Dataset entries:
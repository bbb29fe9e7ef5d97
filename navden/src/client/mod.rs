//! REST client for the NAVDEN backend.
//!
//! # Architecture
//!
//! ```text
//! BackendClient trait ──► HttpBackendClient (reqwest)
//!        │
//!        ├── envelope::decode  {"success": .., "<field>": ..} → typed model
//!        └── BackendPoller     periodic snapshots → PollEvent channel
//! ```
//!
//! Errors are logged where they happen and returned to the caller. There is
//! no retry or backoff: the dashboard decides what to do with a failure.

mod api;
mod config;
mod envelope;
mod error;
mod http;
mod poller;

pub use api::BackendClient;
pub use config::{ClientConfig, DEFAULT_BACKEND_URL, DEFAULT_TIMEOUT_SECS, DEFAULT_TRAJECTORY_LIMIT};
pub use error::ClientError;
pub use http::HttpBackendClient;
pub use poller::{
    fetch_snapshot, BackendPoller, BackendSnapshot, PollEvent, PollerConfig, DEFAULT_POLL_INTERVAL,
};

== PROBLEM ==
Find and copy every line in the entries above where the string "BackendPoller" occurs.

== RESPONSE BOX ==
//!        └── BackendPoller     periodic snapshots → PollEvent channel
    fetch_snapshot, BackendPoller, BackendSnapshot, PollEvent, PollerConfig, DEFAULT_POLL_INTERVAL,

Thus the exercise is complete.